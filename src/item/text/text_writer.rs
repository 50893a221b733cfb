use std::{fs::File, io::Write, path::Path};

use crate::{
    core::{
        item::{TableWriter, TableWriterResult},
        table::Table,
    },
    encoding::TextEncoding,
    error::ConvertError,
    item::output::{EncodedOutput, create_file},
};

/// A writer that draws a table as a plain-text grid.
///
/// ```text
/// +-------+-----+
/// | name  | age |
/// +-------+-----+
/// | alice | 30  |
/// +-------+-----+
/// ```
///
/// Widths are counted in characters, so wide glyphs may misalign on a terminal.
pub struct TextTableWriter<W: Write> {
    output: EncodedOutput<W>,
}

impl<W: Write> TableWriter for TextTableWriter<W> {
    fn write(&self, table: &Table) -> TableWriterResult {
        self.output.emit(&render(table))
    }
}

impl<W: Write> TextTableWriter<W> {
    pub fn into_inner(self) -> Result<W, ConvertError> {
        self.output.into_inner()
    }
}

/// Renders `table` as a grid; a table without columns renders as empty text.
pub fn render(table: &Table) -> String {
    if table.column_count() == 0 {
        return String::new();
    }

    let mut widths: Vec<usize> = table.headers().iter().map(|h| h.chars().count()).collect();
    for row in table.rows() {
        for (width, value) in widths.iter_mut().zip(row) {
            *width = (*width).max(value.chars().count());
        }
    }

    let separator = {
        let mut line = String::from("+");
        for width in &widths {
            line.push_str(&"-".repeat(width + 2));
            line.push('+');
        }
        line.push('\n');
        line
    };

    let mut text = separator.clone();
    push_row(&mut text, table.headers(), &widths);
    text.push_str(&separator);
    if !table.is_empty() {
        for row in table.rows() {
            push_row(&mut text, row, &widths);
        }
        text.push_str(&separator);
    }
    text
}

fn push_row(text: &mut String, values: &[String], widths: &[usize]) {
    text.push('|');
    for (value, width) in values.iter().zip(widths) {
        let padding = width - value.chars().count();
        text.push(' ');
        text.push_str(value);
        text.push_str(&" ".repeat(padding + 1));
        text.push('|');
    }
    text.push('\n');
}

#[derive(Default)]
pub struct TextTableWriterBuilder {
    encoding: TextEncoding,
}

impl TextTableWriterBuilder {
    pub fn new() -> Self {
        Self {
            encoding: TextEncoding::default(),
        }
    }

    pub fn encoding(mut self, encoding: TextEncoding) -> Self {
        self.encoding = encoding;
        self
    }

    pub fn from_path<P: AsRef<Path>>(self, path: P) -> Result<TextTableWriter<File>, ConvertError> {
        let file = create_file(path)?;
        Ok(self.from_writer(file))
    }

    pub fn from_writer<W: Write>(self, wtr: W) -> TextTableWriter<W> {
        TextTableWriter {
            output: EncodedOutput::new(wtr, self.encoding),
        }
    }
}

- - -

*What is needed*
Please extract exactly, and only, the lines from the line containing "pub fn new()" through the last line of the records.

*Solution*
    pub fn new() -> Self {
        Self {
            encoding: TextEncoding::default(),
        }
    }

    pub fn encoding(mut self, encoding: TextEncoding) -> Self {
        self.encoding = encoding;
        self
    }

    pub fn from_path<P: AsRef<Path>>(self, path: P) -> Result<TextTableWriter<File>, ConvertError> {
        let file = create_file(path)?;
        Ok(self.from_writer(file))
    }

    pub fn from_writer<W: Write>(self, wtr: W) -> TextTableWriter<W> {
        TextTableWriter {
            output: EncodedOutput::new(wtr, self.encoding),
        }
    }
}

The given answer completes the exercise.